This is a highly experimental work. Shouldn't be used anywhere near a production environment. The thesis describing in detail what's going on here is hosted here: https://open.library.ubc.ca/cIRcle/collections/ubctheses/24/items/1.0379346

The core of this theoretical/experimental work lives in the finch/ directory. The other directories in this repo is virtually a simple CRUD application that makes use of the ideas in finch/.

The code in this repo, and specially in finch/ lives up to the meme about academics writing code that's hard to maintain. Goes without saying that it doesn't reflect how I would build things that should be production-ready. Time was short, pressure was high, pay was low, and papers needed to be published at the time of the creation of finch/ and this hasn't been updated in years. That said, proceed at your own caution.

Research and setup

Due to advancements in distributed systems and the increasing industrial demands placed on these systems, distributed systems are comprised of multiple complex components (e.g databases and their replication infrastructure, caching components, proxies, and load balancers) each of which have their own complex configuration parameters that enable them to be tuned for given runtime requirements.
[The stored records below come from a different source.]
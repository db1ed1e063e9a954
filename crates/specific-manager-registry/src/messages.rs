// Copyright (C) 2025 SyncMyOrders Sp. z o.o.
// SPDX-License-Identifier: AGPL-3.0-or-later
//! Topic payload schemas.
//!
//! Every inbound topic has an explicit request struct. Payloads are YAML
//! maps; decoding goes through [`decode_command`], which deserializes the
//! request and validates it into the typed command the orchestrator works
//! with. Malformed input never reaches the orchestrator.

use serde::de::DeserializeOwned;
use serde::{Deserialize, Serialize};
use uuid::Uuid;

use crate::error::{Error, Result};
use crate::registry::{SsmRecord, SsmRegistration, SsmStatus};

/// Topic for pulling an SSM image.
pub const TOPIC_ON_BOARD: &str = "specific.manager.registry.ssm.on-board";
/// Topic for starting an SSM and waiting for it to register.
pub const TOPIC_INSTANTIATE: &str = "specific.manager.registry.ssm.instantiate";
/// Topic on which started SSMs announce themselves.
pub const TOPIC_REGISTRATION: &str = "specific.manager.registry.ssm.registration";
/// Topic for replacing a running SSM.
pub const TOPIC_UPDATE: &str = "specific.manager.registry.ssm.update";
/// Topic for stopping an SSM.
pub const TOPIC_KILL: &str = "specific.manager.registry.ssm.kill";
/// Notification topic carrying SSM trigger results.
pub const TOPIC_RESULT: &str = "specific.manager.registry.ssm.result";
/// Plugin manager registration topic.
pub const TOPIC_PLUGIN_REGISTER: &str = "platform.management.plugin.register";

/// A request payload that validates into an orchestrator command.
pub trait TopicRequest: DeserializeOwned {
    /// The validated command.
    type Command;

    /// Validate and convert.
    fn into_command(self) -> Result<Self::Command>;
}

/// Decode a YAML payload and validate it into a command.
pub fn decode_command<R: TopicRequest>(payload: &str) -> Result<R::Command> {
    let request: R = serde_yaml::from_str(payload)?;
    request.into_command()
}

/// Encode a response as YAML.
pub fn encode<T: Serialize>(value: &T) -> Result<String> {
    Ok(serde_yaml::to_string(value)?)
}

/// Accept any YAML scalar where a string is expected (`version: 1.0`).
fn scalar_string<'de, D>(deserializer: D) -> std::result::Result<String, D::Error>
where
    D: serde::Deserializer<'de>,
{
    use serde::de::Error as _;

    match serde_yaml::Value::deserialize(deserializer)? {
        serde_yaml::Value::String(s) => Ok(s),
        serde_yaml::Value::Number(n) => Ok(n.to_string()),
        serde_yaml::Value::Bool(b) => Ok(b.to_string()),
        serde_yaml::Value::Null => Ok(String::new()),
        _ => Err(D::Error::custom("expected a scalar value")),
    }
}

fn require(field: &str, value: &str) -> Result<String> {
    let trimmed = value.trim();
    if trimmed.is_empty() {
        return Err(Error::InvalidRequest(format!("{} is required", field)));
    }
    Ok(trimmed.to_string())
}

// ============================================================================
// Descriptors
// ============================================================================

/// SSM entry of a service descriptor.
#[derive(Debug, Clone, Default, PartialEq, Eq, Serialize, Deserialize)]
pub struct SsmDescriptor {
    /// Container image URI
    #[serde(default)]
    pub image: String,
    /// SSM name
    #[serde(default)]
    pub id: String,
}

/// The parts of a Network Service Descriptor the registry reads.
#[derive(Debug, Clone, Default, PartialEq, Eq, Serialize, Deserialize)]
pub struct NetworkServiceDescriptor {
    /// Service-specific managers of the service
    #[serde(default)]
    pub service_specific_managers: Vec<SsmDescriptor>,
}

impl NetworkServiceDescriptor {
    fn first_ssm(&self) -> Result<SsmImage> {
        first_ssm(&self.service_specific_managers)
    }
}

fn first_ssm(ssms: &[SsmDescriptor]) -> Result<SsmImage> {
    let ssm = ssms
        .first()
        .ok_or_else(|| Error::InvalidRequest("service_specific_managers is empty".to_string()))?;
    Ok(SsmImage {
        image: require("service_specific_managers[0].image", &ssm.image)?,
        name: require("service_specific_managers[0].id", &ssm.id)?,
    })
}

/// Connection point address.
#[derive(Debug, Clone, Default, PartialEq, Eq, Serialize, Deserialize)]
pub struct ConnectionPointType {
    /// Network address
    #[serde(default)]
    pub address: Option<String>,
}

/// Connection point of a VNFC instance.
#[derive(Debug, Clone, Default, PartialEq, Eq, Serialize, Deserialize)]
pub struct ConnectionPoint {
    /// Connection point type carrying the address
    #[serde(default, rename = "type")]
    pub kind: Option<ConnectionPointType>,
}

/// VNFC instance of a deployment unit.
#[derive(Debug, Clone, Default, PartialEq, Eq, Serialize, Deserialize)]
pub struct VnfcInstance {
    /// Connection points
    #[serde(default)]
    pub connection_points: Vec<ConnectionPoint>,
}

/// Virtual deployment unit.
#[derive(Debug, Clone, Default, PartialEq, Eq, Serialize, Deserialize)]
pub struct VirtualDeploymentUnit {
    /// Running VNFC instances
    #[serde(default)]
    pub vnfc_instance: Vec<VnfcInstance>,
}

/// One record of the Network Service Record list.
#[derive(Debug, Clone, Default, PartialEq, Eq, Serialize, Deserialize)]
pub struct ServiceRecord {
    /// Deployment units described by this record
    #[serde(default)]
    pub virtual_deployment_units: Vec<VirtualDeploymentUnit>,
}

/// First connection-point address found walking the records in order.
pub fn host_address(records: &[ServiceRecord]) -> Option<String> {
    records
        .iter()
        .flat_map(|r| &r.virtual_deployment_units)
        .flat_map(|vdu| &vdu.vnfc_instance)
        .flat_map(|vnfc| &vnfc.connection_points)
        .filter_map(|cp| cp.kind.as_ref()?.address.as_deref())
        .map(str::trim)
        .find(|addr| !addr.is_empty())
        .map(str::to_string)
}

// ============================================================================
// Commands
// ============================================================================

/// Image and name of an SSM to pull or start.
#[derive(Debug, Clone, PartialEq, Eq)]
pub struct SsmImage {
    /// Container image URI
    pub image: String,
    /// SSM name
    pub name: String,
}

/// Optional audit details an SSM may report when registering.
#[derive(Debug, Clone, Default, PartialEq, Eq, Serialize, Deserialize)]
pub struct AuditInfo {
    /// Name of the managed service
    #[serde(default)]
    pub service_name: Option<String>,
    /// Manager type (e.g. "ssm", "fsm")
    #[serde(default)]
    pub specific_manager_type: Option<String>,
    /// Service function UUID
    #[serde(default)]
    pub sfuuid: Option<String>,
    /// Managed function name
    #[serde(default)]
    pub function_name: Option<String>,
}

/// A validated registration.
#[derive(Debug, Clone, PartialEq, Eq)]
pub struct RegistrationCommand {
    /// Registry details
    pub registration: SsmRegistration,
    /// Audit details for persistence
    pub audit: AuditInfo,
}

/// A validated update.
#[derive(Debug, Clone, PartialEq, Eq)]
pub struct UpdatePlan {
    /// The replacement SSM
    pub ssm: SsmImage,
    /// Address of the deployment unit the new SSM manages
    pub host_address: String,
    /// SSM to kill once the replacement has registered
    pub target: Option<String>,
}

// ============================================================================
// Requests
// ============================================================================

/// On-board request payload.
#[derive(Debug, Clone, Deserialize)]
pub struct OnBoardRequest {
    /// SSMs of the service; the first one is on-boarded
    #[serde(default)]
    pub service_specific_managers: Vec<SsmDescriptor>,
}

impl TopicRequest for OnBoardRequest {
    type Command = SsmImage;

    fn into_command(self) -> Result<SsmImage> {
        first_ssm(&self.service_specific_managers)
    }
}

/// Instantiate request payload.
#[derive(Debug, Clone, Deserialize)]
pub struct InstantiateRequest {
    /// Network service descriptor
    #[serde(rename = "NSD")]
    pub nsd: NetworkServiceDescriptor,
}

impl TopicRequest for InstantiateRequest {
    type Command = SsmImage;

    fn into_command(self) -> Result<SsmImage> {
        self.nsd.first_ssm()
    }
}

/// Registration payload sent by an SSM.
///
/// Identifier and status are assigned by the registry and not accepted here.
#[derive(Debug, Clone, Deserialize)]
pub struct RegistrationRequest {
    /// Unique SSM name
    pub name: String,
    /// SSM version
    #[serde(deserialize_with = "scalar_string")]
    pub version: String,
    /// Free-text description
    #[serde(deserialize_with = "scalar_string")]
    pub description: String,
    /// Optional audit details
    #[serde(flatten)]
    pub audit: AuditInfo,
}

impl TopicRequest for RegistrationRequest {
    type Command = RegistrationCommand;

    fn into_command(self) -> Result<RegistrationCommand> {
        Ok(RegistrationCommand {
            registration: SsmRegistration {
                name: require("name", &self.name)?,
                version: self.version,
                description: self.description,
            },
            audit: self.audit,
        })
    }
}

/// Update request payload.
#[derive(Debug, Clone, Deserialize)]
pub struct UpdateRequest {
    /// Descriptor of the replacement SSM
    #[serde(rename = "NSD")]
    pub nsd: NetworkServiceDescriptor,
    /// Network service records locating the host address
    #[serde(rename = "NSR", default)]
    pub nsr: Vec<ServiceRecord>,
    /// SSM being replaced
    #[serde(default)]
    pub target: Option<String>,
}

impl TopicRequest for UpdateRequest {
    type Command = UpdatePlan;

    fn into_command(self) -> Result<UpdatePlan> {
        let ssm = self.nsd.first_ssm()?;
        let host_address = host_address(&self.nsr).ok_or_else(|| {
            Error::InvalidRequest("NSR carries no connection point address".to_string())
        })?;
        let target = match self.target {
            Some(target) => Some(require("target", &target)?),
            None => None,
        };
        Ok(UpdatePlan {
            ssm,
            host_address,
            target,
        })
    }
}

/// Kill request payload.
#[derive(Debug, Clone, Deserialize)]
pub struct KillRequest {
    /// SSM to stop
    pub name: String,
}

impl TopicRequest for KillRequest {
    type Command = String;

    fn into_command(self) -> Result<String> {
        require("name", &self.name)
    }
}

/// Result notification payload.
#[derive(Debug, Clone, Deserialize)]
pub struct ResultNotification {
    /// Free-form result
    pub result: serde_yaml::Value,
}

impl TopicRequest for ResultNotification {
    type Command = String;

    fn into_command(self) -> Result<String> {
        match self.result {
            serde_yaml::Value::String(text) => Ok(text),
            other => Ok(serde_yaml::to_string(&other)?.trim_end().to_string()),
        }
    }
}

// ============================================================================
// Responses
// ============================================================================

/// Success flag used by on-board, instantiate and update responses.
#[derive(Debug, Clone, Copy, PartialEq, Eq, Serialize, Deserialize)]
pub enum Verdict {
    /// Operation succeeded
    #[serde(rename = "OK")]
    Ok,
    /// Operation failed
    #[serde(rename = "failed")]
    Failed,
}

impl Verdict {
    /// `Ok` when `success` is true.
    pub fn from_success(success: bool) -> Self {
        if success { Verdict::Ok } else { Verdict::Failed }
    }

    /// Whether this is `Ok`.
    pub fn is_ok(&self) -> bool {
        matches!(self, Verdict::Ok)
    }
}

/// On-board response.
#[derive(Debug, Clone, PartialEq, Eq, Serialize, Deserialize)]
pub struct OnBoardResponse {
    /// Pull outcome
    #[serde(rename = "on-board")]
    pub on_board: Verdict,
}

/// Instantiate response.
#[derive(Debug, Clone, PartialEq, Eq, Serialize, Deserialize)]
pub struct InstantiateResponse {
    /// Start-and-register outcome
    pub instantiation: Verdict,
}

/// Update response.
#[derive(Debug, Clone, PartialEq, Eq, Serialize, Deserialize)]
pub struct UpdateResponse {
    /// Aggregated outcome
    pub update: Verdict,
}

/// Response carrying only a status, used by kill and failed registrations.
#[derive(Debug, Clone, PartialEq, Eq, Serialize, Deserialize)]
pub struct StatusResponse {
    /// Current status
    pub status: SsmStatus,
}

/// A successfully registered SSM as reported to the caller.
#[derive(Debug, Clone, PartialEq, Eq, Serialize, Deserialize)]
pub struct RegisteredSsm {
    /// Status (running)
    pub status: SsmStatus,
    /// SSM name
    pub name: String,
    /// SSM version
    pub version: String,
    /// Description
    pub description: String,
    /// Server-assigned identifier
    pub identifier: Uuid,
    /// Diagnostic (always empty on success)
    pub error: Option<String>,
}

impl From<SsmRecord> for RegisteredSsm {
    fn from(record: SsmRecord) -> Self {
        Self {
            status: record.status,
            name: record.name,
            version: record.version,
            description: record.description,
            identifier: record.identifier,
            error: record.error,
        }
    }
}

/// Registration response.
#[derive(Debug, Clone, PartialEq, Eq, Serialize, Deserialize)]
#[serde(untagged)]
pub enum RegistrationResponse {
    /// The SSM was registered
    Registered(RegisteredSsm),
    /// Registration failed
    Failed(StatusResponse),
}

impl RegistrationResponse {
    /// The failure response.
    pub fn failed() -> Self {
        RegistrationResponse::Failed(StatusResponse {
            status: SsmStatus::Failed,
        })
    }

    /// Reported status.
    pub fn status(&self) -> SsmStatus {
        match self {
            RegistrationResponse::Registered(ssm) => ssm.status,
            RegistrationResponse::Failed(resp) => resp.status,
        }
    }
}

/// Plugin announcement published on start.
#[derive(Debug, Clone, PartialEq, Eq, Serialize, Deserialize)]
pub struct PluginAnnouncement {
    /// Plugin name
    pub name: String,
    /// Plugin version
    pub version: String,
    /// Plugin description
    pub description: String,
}
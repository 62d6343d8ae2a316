#![deny(
    unsafe_code,
    missing_docs,
    dead_code,
    unused_results,
    non_snake_case,
    unreachable_pub
)]

//! Command-line adapter that connects the Isle Agent to a game server.

mod recording;
mod transport;

use std::{
    fs::File,
    io::{self, BufReader, BufWriter, Read, Write},
    net::TcpStream,
    path::{Path, PathBuf},
};

use anyhow::{Context, Result};
use clap::{Parser, Subcommand};
use isle_agent_core::{VIEW_REACH, WORKING_RADIUS};
use isle_agent_rendering::{Presenter, TextPresenter, TurnFrame};
use isle_agent_system_planner::{Config, Planner};
use isle_agent_world::MAX_WORKING_RADIUS;
use tracing::info;
use tracing_subscriber::{fmt, EnvFilter};

use recording::{read_records, replay, Recorder, TurnRecord};
use transport::Session;

#[derive(Parser)]
#[command(name = "isle-agent")]
#[command(about = "Autonomous treasure-hunting agent", version)]
struct Cli {
    /// Verbose output
    #[arg(short, long, global = true)]
    verbose: bool,

    #[command(subcommand)]
    command: Commands,
}

#[derive(Subcommand)]
enum Commands {
    /// Connect to a game server and play until it hangs up
    Play {
        /// Server host name
        #[arg(long, default_value = "localhost")]
        host: String,

        /// Server port
        #[arg(short, long)]
        port: u16,

        /// Half-width of the belief map
        #[arg(long, default_value_t = WORKING_RADIUS, value_parser = radius_parser())]
        radius: i32,

        /// Print every turn to stdout
        #[arg(long)]
        render: bool,

        /// Write a JSON-lines recording of the game
        #[arg(long)]
        record: Option<PathBuf>,
    },

    /// Feed a recording into a fresh agent and compare its actions
    Replay {
        /// Recording produced by `play --record`
        path: PathBuf,

        /// Half-width of the belief map
        #[arg(long, default_value_t = WORKING_RADIUS, value_parser = radius_parser())]
        radius: i32,
    },
}

fn radius_parser() -> clap::builder::RangedI64ValueParser<i32> {
    clap::value_parser!(i32).range(i64::from(VIEW_REACH)..=i64::from(MAX_WORKING_RADIUS))
}

/// Entry point for the Isle Agent command-line interface.
fn main() -> Result<()> {
    let cli = Cli::parse();
    init_tracing(cli.verbose);

    match cli.command {
        Commands::Play {
            host,
            port,
            radius,
            render,
            record,
        } => play(&host, port, radius, render, record.as_deref()),
        Commands::Replay { path, radius } => replay_file(&path, radius),
    }
}

fn init_tracing(verbose: bool) {
    let default = if verbose { "debug" } else { "info" };
    let filter = EnvFilter::try_from_default_env().unwrap_or_else(|_| EnvFilter::new(default));

    fmt()
        .with_env_filter(filter)
        .with_writer(io::stderr)
        .with_target(false)
        .init();
}

fn planner_config(radius: i32) -> Config {
    Config::new(isle_agent_world::Config::new(radius))
}

fn play(host: &str, port: u16, radius: i32, render: bool, record: Option<&Path>) -> Result<()> {
    let stream = TcpStream::connect((host, port))
        .with_context(|| format!("failed to connect to {host}:{port}"))?;
    info!("connected to {host}:{port}");
    let reader = stream
        .try_clone()
        .context("failed to split the connection")?;
    let mut session = Session::new(BufReader::new(reader), stream);

    let mut presenter = render.then(|| TextPresenter::new(io::stdout()));
    let mut recorder = match record {
        Some(path) => {
            let file = File::create(path)
                .with_context(|| format!("failed to create recording {}", path.display()))?;
            Some(Recorder::new(Box::new(BufWriter::new(file))))
        }
        None => None,
    };

    let mut planner = Planner::new(planner_config(radius));
    let turns = run_session(
        &mut session,
        &mut planner,
        presenter.as_mut().map(|presenter| presenter as &mut dyn Presenter),
        recorder.as_mut(),
    )?;
    info!("game over after {turns} turns");
    Ok(())
}

/// Plays turns until the server closes the stream and returns the number of
/// turns played.
fn run_session<R: Read, W: Write>(
    session: &mut Session<R, W>,
    planner: &mut Planner,
    mut presenter: Option<&mut dyn Presenter>,
    mut recorder: Option<&mut Recorder>,
) -> Result<u64> {
    let mut turn = 0;

    while let Some(observation) = session.read_observation()? {
        let action = planner.next_action(observation.clone());
        session.send_action(action)?;

        if let Some(recorder) = recorder.as_mut() {
            recorder.record(&TurnRecord::new(turn, &observation, action))?;
        }
        if let Some(presenter) = presenter.as_mut() {
            presenter.present(&TurnFrame {
                turn,
                observation: &observation,
                action,
                world: planner.world(),
            })?;
        }

        turn += 1;
    }

    Ok(turn)
}

fn replay_file(path: &Path, radius: i32) -> Result<()> {
    let file =
        File::open(path).with_context(|| format!("failed to open recording {}", path.display()))?;
    let records = read_records(BufReader::new(file))?;
    info!("replaying {} turns from {}", records.len(), path.display());

    match replay(&records, planner_config(radius))? {
        None => println!("all {} turns match the recording", records.len()),
        Some(divergence) => println!(
            "turn {} diverges: recorded {} but the agent chose {}",
            divergence.turn,
            divergence.recorded.symbol(),
            divergence.replayed.symbol()
        ),
    }
    Ok(())
}
#![deny(
    unsafe_code,
    missing_docs,
    dead_code,
    unused_results,
    non_snake_case,
    unreachable_pub
)]

//! Spiral search for the next exploration target.
//!
//! A frontier tile is a passable, reachable cell whose 24-cell look-around
//! ring still contains unknown terrain. Standing on one reveals something new.

use isle_agent_core::{Capabilities, Coordinate, Tile, TileMapView};
use isle_agent_system_reachability::reachable_region;

/// Offsets of an outward square spiral, starting with `(0, 0)`.
///
/// The walk turns on the start cell, so its legs run east, north, west and
/// south with lengths 1, 1, 2, 2, 3, 3 and so on.
#[derive(Clone, Debug)]
pub struct Spiral {
    x: i32,
    y: i32,
    dx: i32,
    dy: i32,
}

impl Spiral {
    /// Creates a spiral positioned on its centre.
    #[must_use]
    pub const fn new() -> Self {
        Self {
            x: 0,
            y: 0,
            dx: 0,
            dy: -1,
        }
    }
}

impl Default for Spiral {
    fn default() -> Self {
        Self::new()
    }
}

impl Iterator for Spiral {
    type Item = (i32, i32);

    fn next(&mut self) -> Option<Self::Item> {
        let current = (self.x, self.y);

        let corner = self.x == self.y
            || (self.x < 0 && self.x == -self.y)
            || (self.x > 0 && self.x == 1 - self.y);
        if corner {
            let dx = self.dx;
            self.dx = -self.dy;
            self.dy = dx;
        }
        self.x = self.x.saturating_add(self.dx);
        self.y = self.y.saturating_add(self.dy);

        Some(current)
    }
}

/// Returns the closest frontier tile along the spiral around `start`.
///
/// The walk is bounded to `radius² + 1` steps of the window radius. When no
/// frontier tile qualifies, `start` itself is returned and callers treat that
/// as "nothing left to explore".
#[must_use]
pub fn next_frontier(
    view: &TileMapView<'_>,
    start: Coordinate,
    capabilities: Capabilities,
) -> Coordinate {
    let region = reachable_region(view, start, capabilities);
    let radius = usize::try_from(view.radius()).unwrap_or(0);
    let steps = radius.saturating_mul(radius).saturating_add(1);

    Spiral::new()
        .take(steps)
        .map(|(dx, dy)| start.offset(dx, dy))
        .filter(|cell| *cell != start && view.contains(*cell))
        .find(|cell| {
            view.is_passable(*cell, capabilities)
                && borders_unknown(view, *cell)
                && region.contains(*cell)
        })
        .unwrap_or(start)
}

/// Reports whether any in-window cell of the look-around ring is unknown.
///
/// Cells beyond the working window are never counted.
#[must_use]
pub fn borders_unknown(view: &TileMapView<'_>, cell: Coordinate) -> bool {
    cell.look_around()
        .any(|around| view.contains(around) && view.tile(around) == Tile::Unknown)
}
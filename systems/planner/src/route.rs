//! Translation of grid paths into primitive actions.

use isle_agent_core::{Action, Coordinate, Direction, Tile, TileMapView};
use isle_agent_system_pathfinding::search;
use isle_agent_world::{query, WorldModel};

/// Actions that walk the agent from its pose to `goal`.
///
/// Returns `None` when no path exists or the agent already stands on the goal.
pub(crate) fn route_to(world: &WorldModel, goal: Coordinate) -> Option<Vec<Action>> {
    nearest_route(world, std::iter::once(goal))
}

/// Actions towards whichever candidate has the shortest path.
///
/// Equal lengths resolve to the earliest candidate.
pub(crate) fn nearest_route<I>(world: &WorldModel, candidates: I) -> Option<Vec<Action>>
where
    I: IntoIterator<Item = Coordinate>,
{
    let view = query::tile_view(world);
    let pose = query::pose(world);
    let capabilities = query::capabilities(world);

    let path = candidates
        .into_iter()
        .filter_map(|goal| search(&view, pose.position(), goal, capabilities))
        .reduce(|best, path| if path.len() < best.len() { path } else { best })?;

    let actions = translate(&view, pose.facing(), &path);
    (!actions.is_empty()).then_some(actions)
}

/// Converts a path into turns, tool uses and forward steps.
pub(crate) fn translate(view: &TileMapView<'_>, facing: Direction, path: &[Coordinate]) -> Vec<Action> {
    let mut facing = facing;
    let mut actions = Vec::new();

    for edge in path.windows(2) {
        let Some(heading) = edge[0].direction_to(edge[1]) else {
            continue;
        };
        actions.extend(alignment_turns(facing, heading));
        facing = heading;

        match view.tile(edge[1]) {
            Tile::Tree => actions.push(Action::Chop),
            Tile::Door => actions.push(Action::Unlock),
            _ => {}
        }
        actions.push(Action::Forward);
    }

    actions
}

/// Fewest turns rotating `from` onto `to`, preferring left on a tie.
pub(crate) fn alignment_turns(from: Direction, to: Direction) -> Vec<Action> {
    let right = usize::from((4 + to.quarter_turns() - from.quarter_turns()) % 4);
    let left = (4 - right) % 4;

    if left <= right {
        vec![Action::TurnLeft; left]
    } else {
        vec![Action::TurnRight; right]
    }
}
Software Engineers must manually tinker with many of these configuration parameters that change the behaviour and/or structure of the system in order to achieve their system requirements. In many cases, static configuration settings might not meet certain demands in a given context and ad hoc modifications of these configuration parameters can trigger unexpected behaviours, which can have negative effects on the quality of the overall system.

In this work, I show the design and analysis of Finch; a tool that injects a machine learning based MAPE-K feedback loop to existing systems to automate how these configuration parameters are set. Finch configures and optimizes the system to meet service-level agreements in uncertain workloads and usage patterns. Rather than changing the core infrastructure of a system to fit the feedback loop, Finch asks the user to perform a small set of actions: instrumenting the code and configuration parameters, defining service-level objectives and agreements, and enabling programmatic changes to these configurations. As a result, Finch learns how to dynamically configure the system at runtime to self-adapt to its dynamic workloads.

I show how Finch can replace the trial-and-error engineering effort that otherwise would be spent manually optimizing a system’s wide array of configuration parameters with an automated self-adaptive system.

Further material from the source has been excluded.